Y es que esta canción –hit indiscutido de los ochenta– es una cápsula del tiempo que nos transporta a una época de amores inocentes, de gestos tímidos y de la emoción que se sentía al tomar la mano de la persona que te gustaba para bailar. Es el himno de los primeros encuentros, el eco de los suspiros nerviosos y la banda sonora de la valentía que se necesitaba para invitar a bailar a esa persona especial.

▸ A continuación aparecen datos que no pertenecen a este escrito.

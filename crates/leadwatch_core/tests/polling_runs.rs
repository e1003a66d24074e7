use leadwatch_core::{
    update, AppState, ConsoleStatus, Effect, LineKind, LogSnapshot, Msg, PollStopReason,
    SessionKind,
};

fn lines(raw: &[&str]) -> Option<LogSnapshot> {
    Some(LogSnapshot::new(raw.iter().map(|l| l.to_string()).collect()))
}

fn console_run(state: AppState) -> (AppState, u64) {
    let (state, effects) = update(state, Msg::ConsoleRequested);
    match effects.as_slice() {
        [Effect::StartPolling {
            session: SessionKind::Visible,
            run,
        }] => (state, *run),
        other => panic!("unexpected effects {other:?}"),
    }
}

#[test]
fn console_shows_latest_snapshot_and_keeps_it_on_empty_or_skipped_cycles() {
    let (state, run) = console_run(AppState::new());

    let (state, _) = update(
        state,
        Msg::LogsPolled {
            session: SessionKind::Visible,
            run,
            cycle: 1,
            snapshot: lines(&["[10:00:00] SCRAPER START", "Searching..."]),
        },
    );
    let (state, _) = update(
        state,
        Msg::LogsPolled {
            session: SessionKind::Visible,
            run,
            cycle: 2,
            snapshot: None,
        },
    );
    let (state, _) = update(
        state,
        Msg::LogsPolled {
            session: SessionKind::Visible,
            run,
            cycle: 3,
            snapshot: lines(&[]),
        },
    );

    let view = state.view();
    assert_eq!(view.console_cycle, 3);
    assert_eq!(view.console_lines.len(), 2);
    assert_eq!(view.console_lines[0].kind, LineKind::Important);
    assert_eq!(view.console_lines[0].timestamp.as_deref(), Some("[10:00:00]"));
}

#[test]
fn silent_snapshots_do_not_touch_the_console() {
    let (state, _) = update(AppState::new(), Msg::EnrichRequested("1".to_string()));
    let (state, _) = update(
        state,
        Msg::LogsPolled {
            session: SessionKind::Silent,
            run: 2,
            cycle: 1,
            snapshot: lines(&["background only"]),
        },
    );
    assert!(state.view().console_lines.is_empty());
}

#[test]
fn stale_run_events_are_discarded() {
    let (state, old_run) = console_run(AppState::new());
    let (state, new_run) = console_run(state);
    assert_ne!(old_run, new_run);

    let (state, effects) = update(
        state,
        Msg::LogsPolled {
            session: SessionKind::Visible,
            run: old_run,
            cycle: 5,
            snapshot: lines(&["ACTION REQUIRED: old run"]),
        },
    );
    assert!(effects.is_empty());
    assert!(state.view().console_lines.is_empty());
    assert!(!state.interrupt().is_outstanding());

    let (state, _) = update(
        state,
        Msg::PollingStopped {
            session: SessionKind::Visible,
            run: old_run,
            reason: PollStopReason::Cancelled,
        },
    );
    assert_eq!(state.view().console_status, ConsoleStatus::Live);
}

#[test]
fn cycle_cap_marks_console_inactive() {
    let (state, run) = console_run(AppState::new());
    let (state, _) = update(
        state,
        Msg::PollingStopped {
            session: SessionKind::Visible,
            run,
            reason: PollStopReason::CycleCap,
        },
    );
    assert_eq!(state.view().console_status, ConsoleStatus::Inactive);
    assert_eq!(state.view().console_status.label(), "Inactive");
    assert!(state.is_settled());
}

El argentino Chris, con su guitarra en mano, pintó con notas la imagen de una mujer deslumbrante que, con su vestido escarlata, se convierte en el centro de atención de una sala. La letra es un poema a la belleza, no solo la física, sino a la del alma.
La canción habla de la fascinación de un hombre que se ve incapaz de apartar la mirada de la que se convertirá en la protagonista de sus sueños.
En las confiterías bailables de los años 80, este tema sonaba y “se vivía”. Era la señal para que las parejas se acercaran, para que las miradas tímidas se encontraran y para que, por unos minutos, el mundo se detuviera.
Lady In Red no solo musicalizó el romance, sino que lo creó, sirviendo de puente para que muchas parejas emprendieran su historia de amor.
A casi 40 años de su lanzamiento, sin dudas su esencia subsiste. Es un recordatorio de que las grandes historias de amor, a veces, comienzan con una simple canción.
Es, en definitiva, la melodía de un flechazo que sigue resonando en el corazón de aquellos que la vivieron… y gozaron hasta la médula.